Bei einer Familienwohnung sind die Ansetzung einer Zahlungsfrist mit Kündigungsandrohung und die Kündigung der Mieterin und ihrem Ehegatten bzw. ihrer eingetragenen Partnerin jeweils gesondert zuzustellen. Erfolgt diese separate Zustellung nicht, ist die Kündigung nichtig.

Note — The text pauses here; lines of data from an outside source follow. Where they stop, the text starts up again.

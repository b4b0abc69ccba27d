//! Report generation CLI
//!
//! Renders the classroom-grouped marks report from two JSON row dumps
//! without going through the HTTP server. Row files hold the same arrays
//! of header-to-value objects the API accepts.

use std::fs;
use std::path::{Path, PathBuf};

use anyhow::{Context as _, Result};
use clap::Parser;
use report_orchestrator::generate_report;
use report_pdf_render::EmbeddedFont;
use serde_json::Value;
use tracing::Level;
use tracing_subscriber::FmtSubscriber;

#[derive(Parser)]
#[command(
    name = "report-gen",
    version,
    about = "Generate a classroom-grouped student marks PDF report"
)]
struct Cli {
    /// JSON file with mark rows (array of header-to-value objects)
    #[arg(long)]
    marks: PathBuf,

    /// JSON file with roster rows
    #[arg(long)]
    students: PathBuf,

    /// TTF font used for Arabic text
    #[arg(long)]
    font: PathBuf,

    /// Output PDF path
    #[arg(short, long, default_value = "student_reports.pdf")]
    output: PathBuf,

    /// Enable verbose logging
    #[arg(short, long)]
    verbose: bool,
}

fn main() -> Result<()> {
    let cli = Cli::parse();

    let level = if cli.verbose { Level::DEBUG } else { Level::INFO };
    let subscriber = FmtSubscriber::builder().with_max_level(level).finish();
    tracing::subscriber::set_global_default(subscriber)?;

    let marks = read_rows(&cli.marks)?;
    let students = read_rows(&cli.students)?;
    let font = EmbeddedFont::from_file(&cli.font).context("failed to load font")?;

    let pdf = generate_report(&marks, &students, &font)?;
    fs::write(&cli.output, &pdf)
        .with_context(|| format!("failed to write {}", cli.output.display()))?;

    println!("Wrote {} ({} bytes)", cli.output.display(), pdf.len());
    Ok(())
}

fn read_rows(path: &Path) -> Result<Vec<Value>> {
    let data = fs::read_to_string(path)
        .with_context(|| format!("failed to read {}", path.display()))?;
    serde_json::from_str(&data).with_context(|| format!("invalid rows JSON in {}", path.display()))
}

“Im summarischen Verfahren gilt grundsätzlich die Verhandlungsmaxime. Im für den mietrechtlichen Kündigungsschutz vorgesehenen vereinfachten Verfahren ist der Sachverhalt dagegen im Rahmen der sozialen Untersuchungsmaxime gemäss Art. 243 Abs. 2 lit. c in Verbindung mit Art. 247 Abs. 2 lit. a ZPO von Amtes wegen festzustellen (BGer 4A_184/2015 vom 11. August 2015 E. 4.2.2; AGE ZB.2023.1 vom 31. Januar 2023 E. 3.1). Damit das vom Gesetzgeber mit diesen Bestimmungen verfolgte Ziel nicht über den Rechtsschutz in klaren Fällen unterlaufen werden kann, ist dieser in Fällen, in denen die Kündigung angefochten worden ist, nur zu gewähren, wenn keine Zweifel an der Vollständigkeit der Sachverhaltsdarstellung bestehen und die Kündigung gestützt darauf als klar berechtigt erscheint (BGE 142 III 515 E. 2.2.4 S. 518; BGer 4A_184/2015 vom 11. August 2015 E. 4.2.2; AGE ZB.2023.1 vom 31. Januar 2023 E. 3.1). Wenn die gemietete Sache als Wohnung der Familie dient, sind gemäss Art. 266n Abs. 1 in Verbindung mit Art. 266m Abs. 1 OR die Ansetzung einer Zahlungsfrist mit Kündigungsandrohung (Art. 257d OR) und die Kündigung durch die Vermieterin der Mieterin und ihrem Ehegatten oder ihrer eingetragenen Partnerin separat zuzustellen. Als Familienwohnung wird eine Wohnung bezeichnet, in der zwei Ehegatten bzw. eingetragene Partner ihren gemeinsamen Haushalt haben und in der sich ihr Lebensmittelpunkt befindet (vgl. AGE ZB.2019.18 vom 30. August 2019 E. 2.2.2; Bachofner, Die Mieterausweisung, Zürich 2019, N 224). Wenn die Ansetzung einer Zahlungsfrist oder die Kündigung bei einer Familienwohnung dem Ehegatten oder der eingetragenen Partnerin der Mieterin nicht separat zugestellt wird, ist die Kündigung gemäss Art. 266o OR nichtig. Wenn auf einer Seite eines Mietvertrags mehrere Personen als Mieter oder Vermieter beteiligt sind, liegt ein gemeinsamer Mietvertrag vor (vgl. Hulliger, in: Hochstrasser et al. [Hrsg.], Handkommentar zum Schweizer Privatrecht, 4. Auflage, Zürich 2023, Art. 253 OR N 12; Rohrer, in: Schweizerischer Verband der Immobilienwirtschaft [Hrsg.”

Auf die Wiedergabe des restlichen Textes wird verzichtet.